Disclaimer: I do not own The Hobbit/Middle Earth or the characters contained within. I am not making a profit.


The growl echoed loudly across the entire mountain, and finally reached Thorin's ears with a faint whisper. He looked up from his work to see the flurry of snow cascading down the mountainside and watched its flow with a mixture of awe and appreciation; only nature was capable of matching Mahal's strength.

Finally the flood of snow disappeared from sight, the mountainside unmoving once more, and a few moments later, so too, did the roar of the avalanche leave his ears with only the gentle wind left to interrupt the silence.

He watched the white sheet of the mountain for a few moments longer and then turned back to his work, lifting his hammer.

/\/\/\/\/\

Fear encroached on Kili as he found nothing but darkness before him.

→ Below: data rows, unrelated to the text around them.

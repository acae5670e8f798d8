//! Turn and selection state machine.

use crate::controller::TurnResult;
use crate::movegen::{apply_move, is_in_check, legal_moves};
use crate::{Board, SquareSet};
use clickchess_core::{Color, Square};

/// Where the game stands after the last committed move.
#[derive(Debug, Clone, Copy, PartialEq, Eq)]
pub enum Status {
    /// Game running, side to move not in check.
    InProgress,
    /// The named color is in check and must resolve it.
    Check(Color),
    /// Game over, the named color won.
    Checkmate(Color),
    /// Game over, drawn: the side to move has no legal move but is not
    /// in check.
    Stalemate,
}

impl Status {
    /// Returns true if no further moves are possible.
    #[inline]
    pub const fn is_terminal(self) -> bool {
        matches!(self, Status::Checkmate(_) | Status::Stalemate)
    }

    /// Returns the winner, if the game ended with one.
    #[inline]
    pub const fn winner(self) -> Option<Color> {
        match self {
            Status::Checkmate(winner) => Some(winner),
            _ => None,
        }
    }
}

/// The game state machine.
///
/// Owns the [`Board`] exclusively and mutates it one committed move at a
/// time; everything else reads it through shared references. Each call to
/// [`handle_square`](GameState::handle_square) processes one targeted
/// square to completion, so state is never partially updated.
#[derive(Debug, Clone)]
pub struct GameState {
    board: Board,
    active_color: Color,
    selection: Option<Square>,
    status: Status,
}

impl Default for GameState {
    fn default() -> Self {
        Self::new()
    }
}

impl GameState {
    /// Creates the standard starting position, White to move.
    pub fn new() -> Self {
        GameState {
            board: Board::startpos(),
            active_color: Color::White,
            selection: None,
            status: Status::InProgress,
        }
    }

    /// Creates a game from an arbitrary position, evaluating its status
    /// immediately (the position may already be checkmate or stalemate).
    pub fn from_board(board: Board, active_color: Color) -> Self {
        let mut state = GameState {
            board,
            active_color,
            selection: None,
            status: Status::InProgress,
        };
        state.status = state.evaluate_status();
        state
    }

    /// Reinitializes to the starting position. Callable at any time,
    /// mid-game or after a terminal state.
    pub fn reset(&mut self) {
        *self = Self::new();
    }

    /// Returns a read reference to the board.
    pub fn board(&self) -> &Board {
        &self.board
    }

    /// Returns the side to move.
    pub fn active_color(&self) -> Color {
        self.active_color
    }

    /// Returns the currently selected square, if a piece awaits a
    /// destination.
    pub fn selection(&self) -> Option<Square> {
        self.selection
    }

    /// Returns the game status.
    pub fn status(&self) -> Status {
        self.status
    }

    /// Returns the squares to outline this frame: the selected square and
    /// its legal destinations. Pure query, safe to call every frame.
    pub fn current_highlights(&self) -> SquareSet {
        match self.selection {
            Some(from) => legal_moves(&self.board, from).with(from),
            None => SquareSet::EMPTY,
        }
    }

    /// Processes one targeted square, driving the selection/move cycle.
    pub fn handle_square(&mut self, sq: Square) -> TurnResult {
        if self.status.is_terminal() {
            return TurnResult::GameOver(self.status.winner());
        }

        match self.selection {
            // Clicking the selected piece again puts it down.
            Some(from) if from == sq => {
                self.selection = None;
                TurnResult::Deselected
            }
            Some(from) if legal_moves(&self.board, from).contains(sq) => self.commit(from, sq),
            Some(_) => {
                // Not a legal destination: fall back to treating the click
                // as a fresh selection attempt.
                self.selection = None;
                match self.try_select(sq) {
                    Some(targets) => TurnResult::Highlighted(targets),
                    None => TurnResult::Deselected,
                }
            }
            None => match self.try_select(sq) {
                Some(targets) => TurnResult::Highlighted(targets),
                None => TurnResult::NoOp,
            },
        }
    }

    /// Selects `sq` if it holds a piece of the active color with at least
    /// one legal move, returning the destinations to highlight.
    fn try_select(&mut self, sq: Square) -> Option<SquareSet> {
        let (_, color) = self.board.piece_at(sq)?;
        if color != self.active_color {
            return None;
        }
        let targets = legal_moves(&self.board, sq);
        if targets.is_empty() {
            return None;
        }
        self.selection = Some(sq);
        Some(targets)
    }

    /// Applies a validated move, flips the turn, and re-evaluates status.
    fn commit(&mut self, from: Square, to: Square) -> TurnResult {
        let mov = apply_move(&mut self.board, from, to);
        self.selection = None;
        self.active_color = self.active_color.opposite();
        self.status = self.evaluate_status();

        if self.status.is_terminal() {
            TurnResult::GameOver(self.status.winner())
        } else {
            TurnResult::Moved(mov)
        }
    }

    /// Evaluates the status for the side now to move: checkmate if in
    /// check with no legal move anywhere, stalemate if not in check with
    /// no legal move, otherwise check or in-progress.
    fn evaluate_status(&self) -> Status {
        let to_move = self.active_color;
        let in_check = is_in_check(&self.board, to_move);
        let has_moves = self
            .board
            .pieces_of(to_move)
            .into_iter()
            .any(|sq| !legal_moves(&self.board, sq).is_empty());

        match (in_check, has_moves) {
            (true, false) => Status::Checkmate(to_move.opposite()),
            (false, false) => Status::Stalemate,
            (true, true) => Status::Check(to_move),
            (false, true) => Status::InProgress,
        }
    }
}
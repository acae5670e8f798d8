//! Mailbox board representation.

use crate::{EngineError, SquareSet};
use clickchess_core::{Color, Piece, Square};
use std::fmt;

/// Castling rights flags.
#[derive(Debug, Clone, Copy, PartialEq, Eq, Default)]
pub struct CastlingRights(u8);

impl CastlingRights {
    pub const NONE: CastlingRights = CastlingRights(0);
    pub const ALL: CastlingRights = CastlingRights(0b1111);

    const WHITE_KINGSIDE: u8 = 0b0001;
    const WHITE_QUEENSIDE: u8 = 0b0010;
    const BLACK_KINGSIDE: u8 = 0b0100;
    const BLACK_QUEENSIDE: u8 = 0b1000;

    /// Returns true if the given side can still castle kingside.
    #[inline]
    pub const fn kingside(self, color: Color) -> bool {
        let flag = match color {
            Color::White => Self::WHITE_KINGSIDE,
            Color::Black => Self::BLACK_KINGSIDE,
        };
        (self.0 & flag) != 0
    }

    /// Returns true if the given side can still castle queenside.
    #[inline]
    pub const fn queenside(self, color: Color) -> bool {
        let flag = match color {
            Color::White => Self::WHITE_QUEENSIDE,
            Color::Black => Self::BLACK_QUEENSIDE,
        };
        (self.0 & flag) != 0
    }

    /// Removes both castling rights for a color (the king moved).
    #[inline]
    pub fn remove_color(&mut self, color: Color) {
        let mask = match color {
            Color::White => !(Self::WHITE_KINGSIDE | Self::WHITE_QUEENSIDE),
            Color::Black => !(Self::BLACK_KINGSIDE | Self::BLACK_QUEENSIDE),
        };
        self.0 &= mask;
    }

    /// Removes kingside castling for a color.
    #[inline]
    pub fn remove_kingside(&mut self, color: Color) {
        let mask = match color {
            Color::White => !Self::WHITE_KINGSIDE,
            Color::Black => !Self::BLACK_KINGSIDE,
        };
        self.0 &= mask;
    }

    /// Removes queenside castling for a color.
    #[inline]
    pub fn remove_queenside(&mut self, color: Color) {
        let mask = match color {
            Color::White => !Self::WHITE_QUEENSIDE,
            Color::Black => !Self::BLACK_QUEENSIDE,
        };
        self.0 &= mask;
    }
}

/// An 8x8 board: each square is empty or holds one piece of one color.
///
/// The grid is a plain mailbox array, not bitboards: the engine processes
/// one click at a time, so per-square lookup is the hot operation and a
/// direct `Option` array keeps move application trivially correct.
///
/// `castling` and `en_passant` carry the between-turn rule state the
/// special moves need. They are maintained by
/// [`apply_move`](crate::movegen::apply_move); the grid mutators below do
/// not touch them.
#[derive(Clone, PartialEq, Eq)]
pub struct Board {
    squares: [Option<(Piece, Color)>; 64],
    /// Which castling moves are still available.
    pub castling: CastlingRights,
    /// En passant target square, set for one turn after a double push.
    pub en_passant: Option<Square>,
}

/// Back-rank piece order, file a through h.
const BACK_RANK: [Piece; 8] = [
    Piece::Rook,
    Piece::Knight,
    Piece::Bishop,
    Piece::Queen,
    Piece::King,
    Piece::Bishop,
    Piece::Knight,
    Piece::Rook,
];

impl Board {
    /// Creates an empty board with no castling rights.
    pub const fn empty() -> Self {
        Board {
            squares: [None; 64],
            castling: CastlingRights::NONE,
            en_passant: None,
        }
    }

    /// Creates the standard starting position.
    pub fn startpos() -> Self {
        let mut board = Board::empty();
        board.castling = CastlingRights::ALL;
        for color in [Color::White, Color::Black] {
            for (file, &piece) in BACK_RANK.iter().enumerate() {
                let back = Square::from_coords(file as u8, color.back_rank())
                    .expect("file index is in range");
                board.place(back, piece, color);
                let pawn = Square::from_coords(file as u8, color.pawn_start_rank())
                    .expect("file index is in range");
                board.place(pawn, Piece::Pawn, color);
            }
        }
        board
    }

    /// Returns the occupant of a square. Total: every valid `Square` maps
    /// to an answer.
    #[inline]
    pub const fn piece_at(&self, sq: Square) -> Option<(Piece, Color)> {
        self.squares[sq.index() as usize]
    }

    /// Puts a piece on a square, replacing any occupant.
    #[inline]
    pub fn place(&mut self, sq: Square, piece: Piece, color: Color) {
        self.squares[sq.index() as usize] = Some((piece, color));
    }

    /// Clears a square, returning what was on it.
    #[inline]
    pub fn remove(&mut self, sq: Square) -> Option<(Piece, Color)> {
        self.squares[sq.index() as usize].take()
    }

    /// Moves whatever stands on `from` to `to`, returning the captured
    /// occupant of `to` (if any). `from` is left empty.
    pub fn move_piece(&mut self, from: Square, to: Square) -> Option<(Piece, Color)> {
        let mover = self.remove(from);
        std::mem::replace(&mut self.squares[to.index() as usize], mover)
    }

    /// Finds the king of the given color.
    ///
    /// The legality filter never offers a king capture, so a missing king
    /// means the engine state is corrupt; that is reported as
    /// [`EngineError::InvariantViolation`] rather than a panic.
    pub fn find_king(&self, color: Color) -> Result<Square, EngineError> {
        self.squares
            .iter()
            .position(|occ| *occ == Some((Piece::King, color)))
            .map(|index| Square::from_index(index as u8).expect("array index is in range"))
            .ok_or(EngineError::InvariantViolation(color))
    }

    /// Returns the set of squares occupied by the given color.
    pub fn pieces_of(&self, color: Color) -> SquareSet {
        self.squares
            .iter()
            .enumerate()
            .filter(|(_, occ)| matches!(occ, Some((_, c)) if *c == color))
            .map(|(index, _)| Square::from_index(index as u8).expect("array index is in range"))
            .collect()
    }

    /// Returns the set of all occupied squares.
    pub fn occupied(&self) -> SquareSet {
        self.pieces_of(Color::White) | self.pieces_of(Color::Black)
    }
}

impl fmt::Debug for Board {
    fn fmt(&self, f: &mut fmt::Formatter<'_>) -> fmt::Result {
        writeln!(f, "Board")?;
        for rank in (0..8).rev() {
            write!(f, "{} ", rank + 1)?;
            for file in 0..8 {
                match self.squares[rank * 8 + file] {
                    Some((piece, color)) => write!(f, "{} ", piece.to_char(color))?,
                    None => write!(f, ". ")?,
                }
            }
            writeln!(f)?;
        }
        writeln!(f, "  a b c d e f g h")
    }
}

Carefully, he shifted a little, to take the remaining weight off his leg. He probed the damaged leg, just above his boots, and bit his lip hard as his investigation caused the pain to flare up once more. His leg was broken, of that he was certain, but his heart fell as he fingers found the sharp splintered end of bone that now protruded from his skin, having also pieced through his breeches.

'Not good,' he muttered to himself, the words sounding loud in his silent tomb. 'Really not good.' His voice sounded strange to him, almost as if he shouldn't be talking at all, and he quietened, as he panted desperately in the dark hollow.

He extended his arm above him, and found compact snow less than an arm's length above his seated position. Not enough room to stand then, he thought. His back was to a wall of snow and ice, as was his left side, but when he reached out his right arm he met no resistance. His legs, too, were fully extended, so although he couldn't stand he did, at least, have a little room to move.

He wanted to investigate further, to see how much room he really had, but when he tried to slide away from the wall his leg pleaded otherwise.

'Alright,' he whispered. 'Think this through. Go slow.'

First things first: fix his leg. Not literally fix it, even Oin wasn't that skilled a physician, but he could at least bind it. It occurred to him that he couldn't tell if it was bleeding much, but asserted that he would feel more lightheaded if he was bleeding badly.

He'd lost his pack; somehow that had come off as he'd been whisked away down the mountain side, but he found his hunting knife still in the sheathe on his belt. He still had his bow, although he could feel that it had broken in his fall. He grieved for the damage; it had been a gift from Balin, with beautiful etchings running along the grain of the wood. His quiver, too, had survived somewhat intact, although he could not say the same for his arrows.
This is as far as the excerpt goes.